Nessuna possibilità di intervento chirurgico. Si consuma così la vita di Said Zigoui, 45 anni, marocchino catturato e rinchiuso nel Centro di permanenza temporanea “ Malgrado tutto” di Lametia Terme.
Stava male Said, soffriva di forti dolori addominali, tanto che il 7 gennaio, dopo una radiografia, ne avevano disposto il ricovero in ospedale. Le cause? Difficili ora saperle. Probabilmente autolesionismo, il sospetto che abbia ingoiato lamette è forte. Di certo c’è che non voleva resta nel Cpt: si è lanciato dal secondo piano dell’ospedale in cui era ricoverato per non doverci più tornare. Danni celebrali gravi e lesioni interne, diceva il primo referto. E’ servito un elicottero per portarlo a Messina nel reparto di rianimazione del policlinico dove i medici ieri sera erano già pronti al peggio.
Raffaello Conte, responsabile dell’ente gestore, che si proclama uomo di sinistra, parla del “suo” centro come di un paradiso, una comunità in cui reclusi e secondini giocano e si divertono ad ogni ora del giorno.
Il “Malgrado tutto” sorge a pochi chilometri dalla città, in un luogo verde e isolato: sbarre e cancelli d’ordinanza a rinchiudere una settantina di persone in una palazzina a ferro di cavallo. Tre anni fa il deputato del Prc Giovanni russo Spena, dopo l’ennesima visita, aveva presentato un esposto alla Procura della Repubblica per chiederne la chiusura. L’esposto era stato firmato da diversi esponenti della società civile.
Lo scorso anno, Medici Senza Frontiere era giunta, dopo un attento esame, alle stesse identiche conclusioni: il centro, un tempo comunità di recupero per tossicodipendenti, non offriva le garanzie adatte per il rispetto dei più elementari diritti umani.
Durante l’estate c’era stata un’altra visita di parlamentari, una visita annunciata.
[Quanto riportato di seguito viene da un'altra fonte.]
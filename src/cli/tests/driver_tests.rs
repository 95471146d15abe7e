use super::args::CliArgs;
use super::driver::{ExitStatus, compile_files, load_options, output_path, run};
use crate::CompilerOptions;
use clap::Parser;
use std::path::{Path, PathBuf};

fn args(list: &[&str]) -> CliArgs {
    let mut argv = vec!["sketchc"];
    argv.extend_from_slice(list);
    CliArgs::try_parse_from(argv).expect("valid args")
}

fn run_to_strings(args: &CliArgs) -> (ExitStatus, String, String) {
    let mut out = Vec::new();
    let mut err = Vec::new();
    let status = run(args, false, &mut out, &mut err).expect("runs");
    (
        status,
        String::from_utf8(out).expect("utf8"),
        String::from_utf8(err).expect("utf8"),
    )
}

#[test]
fn test_output_path() {
    assert_eq!(
        output_path(Path::new("sketches/ball.pde"), None),
        PathBuf::from("sketches/ball.js")
    );
    assert_eq!(
        output_path(Path::new("sketches/ball.pde"), Some(Path::new("out"))),
        PathBuf::from("out/ball.js")
    );
}

#[test]
fn test_writes_js_next_to_sketch() {
    let dir = tempfile::tempdir().expect("temp dir");
    let sketch = dir.path().join("ball.pde");
    std::fs::write(&sketch, "void draw() { background(0); }\n").expect("write sketch");

    let args = args(&[sketch.to_str().expect("utf8 path")]);
    let (status, out, err) = run_to_strings(&args);
    assert_eq!(status, ExitStatus::Success, "{err}");
    assert!(out.is_empty());

    let code = std::fs::read_to_string(dir.path().join("ball.js")).expect("output written");
    assert!(code.contains("$p.background(0);"), "{code}");
}

#[test]
fn test_out_dir_and_stdout() {
    let dir = tempfile::tempdir().expect("temp dir");
    let sketch = dir.path().join("a.pde");
    std::fs::write(&sketch, "int x = 1;\n").expect("write sketch");
    let out_dir = dir.path().join("build");

    let (status, _, _) = run_to_strings(&args(&[
        sketch.to_str().expect("utf8 path"),
        "--out-dir",
        out_dir.to_str().expect("utf8 path"),
    ]));
    assert_eq!(status, ExitStatus::Success);
    assert!(out_dir.join("a.js").exists());

    let (status, out, _) = run_to_strings(&args(&[sketch.to_str().expect("utf8 path"), "--stdout"]));
    assert_eq!(status, ExitStatus::Success);
    assert!(out.contains("var x = 1;"), "{out}");
}

#[test]
fn test_structural_failure_exit_status() {
    let dir = tempfile::tempdir().expect("temp dir");
    let broken = dir.path().join("broken.pde");
    std::fs::write(&broken, "void setup() {\n").expect("write sketch");
    let fine = dir.path().join("fine.pde");
    std::fs::write(&fine, "int x = 1;\n").expect("write sketch");

    let (status, _, err) = run_to_strings(&args(&[
        broken.to_str().expect("utf8 path"),
        fine.to_str().expect("utf8 path"),
    ]));
    assert_eq!(status, ExitStatus::CompileFailure);
    assert_eq!(status.code(), 2);
    assert!(err.contains("broken.pde - error: unbalanced delimiter"), "{err}");
    assert!(!broken.with_extension("js").exists());
    assert!(fine.with_extension("js").exists(), "other files are still written");
}

#[test]
fn test_deny_warnings_turns_warnings_into_failures() {
    let dir = tempfile::tempdir().expect("temp dir");
    let sketch = dir.path().join("shape.pde");
    std::fs::write(
        &sketch,
        "class Shape {\n  void scale(int a) { }\n  void scale(float b) { }\n}\n",
    )
    .expect("write sketch");
    let path = sketch.to_str().expect("utf8 path");

    let (status, _, err) = run_to_strings(&args(&[path, "--stdout"]));
    assert_eq!(status, ExitStatus::Success);
    assert!(err.contains("warning SK3001"), "{err}");

    let (status, _, err) = run_to_strings(&args(&[path, "--stdout", "--deny-warnings"]));
    assert_eq!(status, ExitStatus::DiagnosticsWithErrors);
    assert!(err.contains("error SK3001"), "{err}");
}

#[test]
fn test_config_file() {
    let dir = tempfile::tempdir().expect("temp dir");
    let config = dir.path().join("sketchc.json");
    std::fs::write(&config, r#"{ "autogeneratedHeader": false, "extraHostMembers": ["fft"] }"#)
        .expect("write config");

    let options = load_options(&args(&["x.pde", "--config", config.to_str().expect("utf8 path")]))
        .expect("config loads");
    assert!(!options.autogenerated_header);
    assert_eq!(options.extra_host_members, ["fft"]);

    std::fs::write(&config, "{ not json").expect("write config");
    let error = load_options(&args(&["x.pde", "--config", config.to_str().expect("utf8 path")]))
        .expect_err("invalid config");
    assert!(format!("{error:#}").contains("invalid config"), "{error:#}");
}

#[test]
fn test_missing_file_is_an_error() {
    let result = compile_files(&[PathBuf::from("/nonexistent/sketch.pde")], &CompilerOptions::default());
    let error = result.expect_err("missing file");
    assert!(format!("{error:#}").contains("failed to read"), "{error:#}");
}

#[test]
fn test_parallel_compilation_keeps_input_order() {
    let dir = tempfile::tempdir().expect("temp dir");
    let inputs: Vec<PathBuf> = (0..8)
        .map(|i| {
            let path = dir.path().join(format!("s{i}.pde"));
            std::fs::write(&path, format!("int value{i} = {i};\n")).expect("write sketch");
            path
        })
        .collect();

    let outcomes = compile_files(&inputs, &CompilerOptions::default()).expect("compiles");
    for (i, outcome) in outcomes.iter().enumerate() {
        assert_eq!(outcome.input, inputs[i]);
        let output = outcome.result.as_ref().expect("compiles");
        assert!(output.code.contains(&format!("var value{i} = {i};")), "{}", output.code);
    }
}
Tutto era tirato a lucido, il gestore si era presentato come un modello di coerenza: “A me questo centro lo ha fatto aprire la sinistra e ora mi chiede di chiuderlo. Lo faccio volentieri a patto che il lavoro degli operatori non venga messo a rischio. E comunque questo è diverso dagli altri centri. Qui potete entrare quando volete, non abbiamo nulla da nascondere”.
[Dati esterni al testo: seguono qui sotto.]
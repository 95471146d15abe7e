//! Output post-processing.
//!
//! After rendering, runs of blank lines are collapsed, encoded `$` markers
//! are decoded, any placeholder that survived rendering is reported, and the
//! masked literals are put back.

use once_cell::sync::Lazy;
use regex::Regex;
use sketchc_common::{DiagnosticBag, diagnostic_codes};
use sketchc_scanner::{LiteralTable, decode_markers, inject_literals};

static BLANK_LINES_RE: Lazy<Regex> =
    Lazy::new(|| Regex::new(r"\s*\n(?:[\t ]*\n)+").expect("valid regex"));

static LEFTOVER_PLACEHOLDER_RE: Lazy<Regex> =
    Lazy::new(|| Regex::new(r#""[A-I!]\d+""#).expect("valid regex"));

/// Turn rendered text into the final output.
pub fn finish(rendered: &str, literals: &LiteralTable, diagnostics: &mut DiagnosticBag) -> String {
    let collapsed = BLANK_LINES_RE.replace_all(rendered, "\n\n");
    let decoded = decode_markers(&collapsed);
    for leftover in LEFTOVER_PLACEHOLDER_RE.find_iter(&decoded) {
        diagnostics.report(diagnostic_codes::UNEXPANDED_PLACEHOLDER, &[leftover.as_str()]);
    }
    inject_literals(&decoded, literals)
}

#[cfg(test)]
#[path = "../tests/finish_tests.rs"]
mod tests;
E poi un parlare e parlare continuo, sorvolando o non rispondendo sulle carenze, tentando di dare scarso significato al giro di denaro che la gestione di un centro permette e comporta.
Un luogo attorno a cui è rimasto un muro di vergognoso silenzio: all’esposto non è mai giunta alcuna risposta. Non risulta avviata alcuna indagine ministeriale. Restano le voci. Quelle di chi dice di aver sentito Raffaello Conte ironizzare: “ Si mangiano le lamette, ma ormai siamo in grado di capire se stanno male o fingono e facciamo ricoverare solo i più gravi”. E poi l’utilizzo di psicofarmaci per calmare i reclusi. La stessa solita solfa “ Sono loro che ce li chiedono”.
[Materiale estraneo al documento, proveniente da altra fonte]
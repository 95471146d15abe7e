use super::*;
use sketchc_scanner::{AtomTable, split_to_atoms};

/// Transform `source` as a single expression; returns the expanded text.
fn transform(source: &str) -> String {
    let mut atoms = split_to_atoms(source).expect("balanced");
    let top = atoms.top_level().to_string();
    let mut state = ParserState::new(&mut atoms);
    let expression = state.transform_expression(&top);
    assert!(
        state.diagnostics.is_empty(),
        "Unexpected diagnostics for {source:?}: {:?}",
        state.diagnostics
    );
    expression.text
}

fn pre_transform_only(atoms: &mut AtomTable) -> String {
    let top = atoms.top_level().to_string();
    let mut state = ParserState::new(atoms);
    state.pre_transform(&top)
}

// =============================================================================
// Construction
// =============================================================================

#[test]
fn test_sized_array_becomes_create_java_array() {
    assert_eq!(transform("new int[3]"), "$p.createJavaArray('int', [3])");
}

#[test]
fn test_unsized_dimensions_are_null() {
    assert_eq!(
        transform("new float[w][]"),
        "$p.createJavaArray('float', [w, null])"
    );
}

#[test]
fn test_array_initializer_drops_constructor() {
    assert_eq!(transform("new int[] {1, 2, 3}"), "[1, 2, 3]");
}

#[test]
fn test_nested_array_initializer() {
    assert_eq!(transform("{{1, 2}, {3}}"), "[[1, 2], [3]]");
}

#[test]
fn test_anonymous_class_is_moved_into_an_atom() {
    let mut atoms = split_to_atoms("r = new Runnable() { void run() { } }").expect("balanced");
    let before = atoms.len();
    let rewritten = pre_transform_only(&mut atoms);
    assert!(rewritten.starts_with("r = \"F"), "Got: {rewritten}");
    assert_eq!(atoms.len(), before + 1);
}

// =============================================================================
// Casts and conversions
// =============================================================================

#[test]
fn test_int_cast_becomes_call() {
    assert_eq!(transform("(int) values[i]").trim(), "__int_cast(values[i])");
}

#[test]
fn test_int_cast_stops_at_operator() {
    assert_eq!(transform("(int)x + 1"), "__int_cast(x) + 1");
}

#[test]
fn test_object_cast_is_removed() {
    assert_eq!(transform("(String) obj").trim(), "obj");
}

#[test]
fn test_array_type_cast_is_removed() {
    assert_eq!(transform("(float[]) data").trim(), "data");
}

#[test]
fn test_indexed_operand_is_not_an_array_cast() {
    // Only empty dimensions make `(Type[])` a cast; `(a[0])` is an element.
    assert_eq!(transform("(a[0]) b"), "(a[0]) b");
    assert_eq!(transform("(float[]) data").trim(), "data");
    assert_eq!(transform("(float[][]) grid").trim(), "grid");
}

#[test]
fn test_parenthesized_operand_is_not_a_cast() {
    assert_eq!(transform("(a) + b"), "(a) + b");
}

#[test]
fn test_call_arguments_are_not_a_cast() {
    assert_eq!(
        transform("list.get(i) instanceof Ball"),
        "__instanceof(list.get(i), Ball)"
    );
}

#[test]
fn test_primitive_conversion_calls() {
    assert_eq!(transform("int(s)"), "parseInt(s)");
    assert_eq!(transform("boolean(v)"), "parseBoolean(v)");
    assert_eq!(transform("float (x)"), "parseFloat(x)");
}

// =============================================================================
// Literals
// =============================================================================

#[test]
fn test_hex_color_gets_opaque_alpha() {
    assert_eq!(transform("#FFAA00"), "0xFFFFAA00");
}

#[test]
fn test_float_suffix_is_stripped() {
    assert_eq!(transform("3.0f * 2f"), "3.0 * 2");
}

#[test]
fn test_leading_zeros() {
    assert_eq!(transform("00.5"), "0.5");
    assert_eq!(transform("0010f"), "10");
    assert_eq!(transform("0010"), "0010");
    assert_eq!(transform("a + 0"), "a + 0");
}

#[test]
fn test_hex_literal_is_untouched() {
    assert_eq!(transform("0x00FF"), "0x00FF");
}

#[test]
fn test_modulo_gets_spaces() {
    assert_eq!(transform("a%b"), "a % b");
    assert_eq!(transform("a %= b"), "a %= b");
}

// =============================================================================
// Host names
// =============================================================================

#[test]
fn test_length_call_becomes_property() {
    assert_eq!(transform("name.length()"), "name.length");
}

#[test]
fn test_property_call_names_are_disambiguated() {
    assert_eq!(transform("frameRate"), "__frameRate");
    assert_eq!(
        transform("k = keyPressed && mousePressed"),
        "k = __keyPressed && __mousePressed"
    );
    assert_eq!(transform("frameRate(30)"), "frameRate(30)");
}

#[test]
fn test_pixels_sugar() {
    assert_eq!(transform("pixels[i] = c"), "pixels.setPixel(i,c)");
    assert_eq!(transform("x = pixels[i]"), "x = pixels.getPixel(i)");
    assert_eq!(transform("n = pixels.length"), "n = pixels.getLength()");
    assert_eq!(transform("pixels = other"), "pixels.set(other)");
    assert_eq!(transform("copy = pixels"), "copy = pixels.toArray()");
}

#[test]
fn test_pixel_comparison_is_a_read() {
    assert_eq!(transform("pixels[i] == c"), "pixels.getPixel(i) == c");
}

// =============================================================================
// Java method proxies and instanceof
// =============================================================================

#[test]
fn test_java_method_is_proxied() {
    assert_eq!(transform("s.equals(t)"), "__equals(s,t)");
    assert_eq!(transform("a.b.replace(x, y)"), "__replace(a.b,x, y)");
    assert_eq!(transform("s.hashCode()"), "__hashCode(s)");
}

#[test]
fn test_java_method_on_call_chain() {
    assert_eq!(
        transform("names.get(0).startsWith(p)"),
        "__startsWith(names.get(0),p)"
    );
}

#[test]
fn test_nested_java_methods() {
    assert_eq!(
        transform("a.equals(b.trim().split(c))"),
        "__equals(a,__split(b.trim(),c))"
    );
}

#[test]
fn test_longer_method_name_wins() {
    assert_eq!(transform("s.replaceAll(a, b)"), "__replaceAll(s,a, b)");
}

#[test]
fn test_instanceof() {
    assert_eq!(transform("shape instanceof Circle"), "__instanceof(shape, Circle)");
    assert_eq!(
        transform("ok = a && p.q instanceof geom.Shape"),
        "ok = a && __instanceof(p.q, geom.Shape)"
    );
}

// =============================================================================
// Constructor chaining
// =============================================================================

#[test]
fn test_super_and_this_calls() {
    assert_eq!(transform("super(x, y)"), "$superCstr(x, y)");
    assert_eq!(transform("super.draw()"), "$super.draw()");
    assert_eq!(transform("this(1)"), "$constr(1)");
    assert_eq!(transform("this.x"), "this.x");
}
D’altronde come restare 60 giorni in un posto del genere, dove la tensione è palpabile e sotterranea, in cuoi si aggirano strani figuri spacciati come imam o come interpreti? Altro che paradiso. Per questo Said non ci voleva tornare.
E mentre il 2005 ci regala la prima vergognosa vicenda legata alle galere etniche, sono ripresi gli sbarchi a Lampedusa. Un barcone di 15 metri con a bordo 220 migranti, di cui 65 minorenni e 2 donne, è stato intercettato a 12 miglia dalla costa col motore in avaria. Le persone a bordo sono state portate nel Cpt lampedusiano in attesa di essere rimpatriate.